Paolo Portone si conferma con questo volume profondo e acuto studioso delle questioni di "confine" del pensiero umano, in particolare la persecuzione e i processi alle persone accusate in passato di stregoneria e, in questo caso, i testi apocalittici. Su questi temi Portone ha prodotto testi e lavori scientifici di rilievo, di respiro internazionale. Ma, ci si potrebbe chiedere, cosa condividono i testi apocalittici e i verbali dei processi per stregoneria, che Portone ha studiato in originale, pure nelle segrete stanze della Biblioteca Vaticana? Si potrebbe argomentare che entrambi i temi vengono a costituirsi come derive del pensiero, per un verso accanendosi e proiettando le paure e le ansie dei tempi su soggetti umani, a predominanza femminile, per l'altro proiettando le medesime tensioni psichiche a livello collettivo.
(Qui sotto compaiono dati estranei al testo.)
use thiserror::Error;

/// Type alias for Result with TriageError
pub type Result<T> = std::result::Result<T, TriageError>;

/// Error types for the mailbox side of the triage run
///
/// Generation failures are reported per candidate through
/// [`crate::generation::ServiceError`] and never surface here.
#[derive(Error, Debug)]
pub enum TriageError {
    /// Gmail API returned an error
    #[error("Gmail API error: {0}")]
    ApiError(String),

    /// Authentication failed
    #[error("Authentication failed: {0}")]
    AuthError(String),

    /// Rate limit exceeded - should retry after specified seconds
    #[error("Rate limit exceeded, retry after {retry_after} seconds")]
    RateLimitExceeded { retry_after: u64 },

    /// Network-related error (connection issues, timeouts, etc.)
    #[error("Network error: {0}")]
    NetworkError(String),

    /// Server returned 5xx error
    #[error("Server error (HTTP {status}): {message}")]
    ServerError { status: u16, message: String },

    /// Resource not found (404)
    #[error("Not found: {0}")]
    NotFound(String),

    /// Bad request (400)
    #[error("Bad request: {0}")]
    BadRequest(String),

    /// Forbidden (403)
    #[error("Access forbidden: {0}")]
    Forbidden(String),

    /// Message could not be parsed or lacks a required part
    #[error("Invalid message format: {0}")]
    InvalidMessageFormat(String),

    /// Label-related errors
    #[error("Label error: {0}")]
    LabelError(String),

    /// Draft composition or upload errors
    #[error("Draft error: {0}")]
    DraftError(String),

    /// IO error (file operations, etc.)
    #[error("IO error: {0}")]
    IoError(#[from] std::io::Error),

    /// JSON serialization/deserialization error
    #[error("Serialization error: {0}")]
    SerializationError(#[from] serde_json::Error),

    /// Configuration error
    #[error("Configuration error: {0}")]
    ConfigError(String),
}

impl TriageError {
    /// Check if the error is transient and should be retried
    pub fn is_transient(&self) -> bool {
        matches!(
            self,
            TriageError::RateLimitExceeded { .. }
                | TriageError::ServerError { .. }
                | TriageError::NetworkError(_)
        )
    }

    /// Check if the error is permanent and should not be retried
    pub fn is_permanent(&self) -> bool {
        !self.is_transient()
    }
}

/// Parse the Retry-After header (delay-seconds form) from an HTTP response
///
/// Falls back to 5 seconds when the header is missing or not an integer.
fn parse_retry_after_header<B>(response: &hyper::Response<B>) -> u64 {
    const DEFAULT_RETRY_AFTER: u64 = 5;

    response
        .headers()
        .get("retry-after")
        .and_then(|value| value.to_str().ok())
        .and_then(|value| value.trim().parse::<u64>().ok())
        .unwrap_or(DEFAULT_RETRY_AFTER)
}

impl From<google_gmail1::Error> for TriageError {
    fn from(error: google_gmail1::Error) -> Self {
        match error {
            // HTTP response with status code (non-success responses)
            google_gmail1::Error::Failure(ref response) => {
                let status = response.status();
                let status_code = status.as_u16();
                let message = format!(
                    "HTTP {}: {}",
                    status_code,
                    status.canonical_reason().unwrap_or("Unknown")
                );

                match status_code {
                    429 => {
                        let retry_after = parse_retry_after_header(response);
                        TriageError::RateLimitExceeded { retry_after }
                    }
                    404 => TriageError::NotFound("Resource not found".to_string()),
                    400 => TriageError::BadRequest(message),
                    401 => TriageError::AuthError(message),
                    403 => TriageError::Forbidden(message),
                    500..=599 => TriageError::ServerError {
                        status: status_code,
                        message,
                    },
                    _ => TriageError::ApiError(message),
                }
            }
            google_gmail1::Error::BadRequest(ref err) => TriageError::BadRequest(format!("{}", err)),
            google_gmail1::Error::HttpError(ref err) => {
                TriageError::NetworkError(format!("Connection error: {}", err))
            }
            google_gmail1::Error::Io(err) => TriageError::NetworkError(err.to_string()),
            _ => TriageError::ApiError(error.to_string()),
        }
    }
}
In una tensione di palingensi, di distruzione e riedificazione, salvezza per i giusti e rinascita di una novella Età dell'Oro.
In questo testo, denso di rimandi e riferimenti bibliografici, da cui non potrà più prescindere alcuno studio successivo sulle tematiche apocalittiche, Paolo Portone ci illustra come nasce l'ossessione per l'Apocalisse, come penetra nelle coscienze e, soprattutto, come giunge fino ai giorni nostri. Portone individua e pone sotto la lente le molteplici trasformazioni e sembianze che il pensiero apocalittico assume nel corso dei secoli e si ripresenta continuamente, anche ai giorni nostri, magari attraverso la nuova data di scadenza del genere umano: il 2012.
Così il libro dei “sette sigilli” si disvela attraverso l’apertura dell’ultimo sigillo, quello individuato da Portone. I quattro cavalieri dell’Apocalisse (carestia, guerra, pestilenza e morte) sono eterni nell’esperienza terrena. Anche se Portone ne indica le attuali incarnazioni, tra cui: il fanatismo integralista, le ideologie irrazionali e distruttive, la minaccia ecologica, le crisi economiche. E il mito dell’Apocalisse, più del testo originario, si rivela alla fine una Fenice che rinasce continuamente dalle proprie ceneri. Paolo Portone ce ne fa comprendere le ragioni profonde. E, nel farlo, ci fa comprendere l’epoca di smarrimento e ricerca di consolazioni apocalittiche che stiamo, di nuovo, attraversando. 

Pierangelo Garzia è science writer e si occupa di tematiche inerenti le neuroscienze. Su questi temi ha scritto e diretto riviste specialistiche. Ha collaborato e collabora con testate nazionali, tra cui D La Repubblica delle donne, Le Scienze, Mente&Cervello. Ha collaborato, sia per la rivista che per il portale internet, con Psychologies del gruppo Hachette e con il Sole24ore.com. Sugli intrecci tra cultura e scienze del cervello, collabora con la rivista internazionale Cartier Art Magazine. E’ coautore di La memoria emotiva e de Il grande libro della memoria entrambi editi da Sperling & Kupfer. E’ responsabile dell’Ufficio Stampa e Comunicazione dell’Irccs Istituto Auxologico Italiano, centro di cura e ricerca medica di rilievo europeo.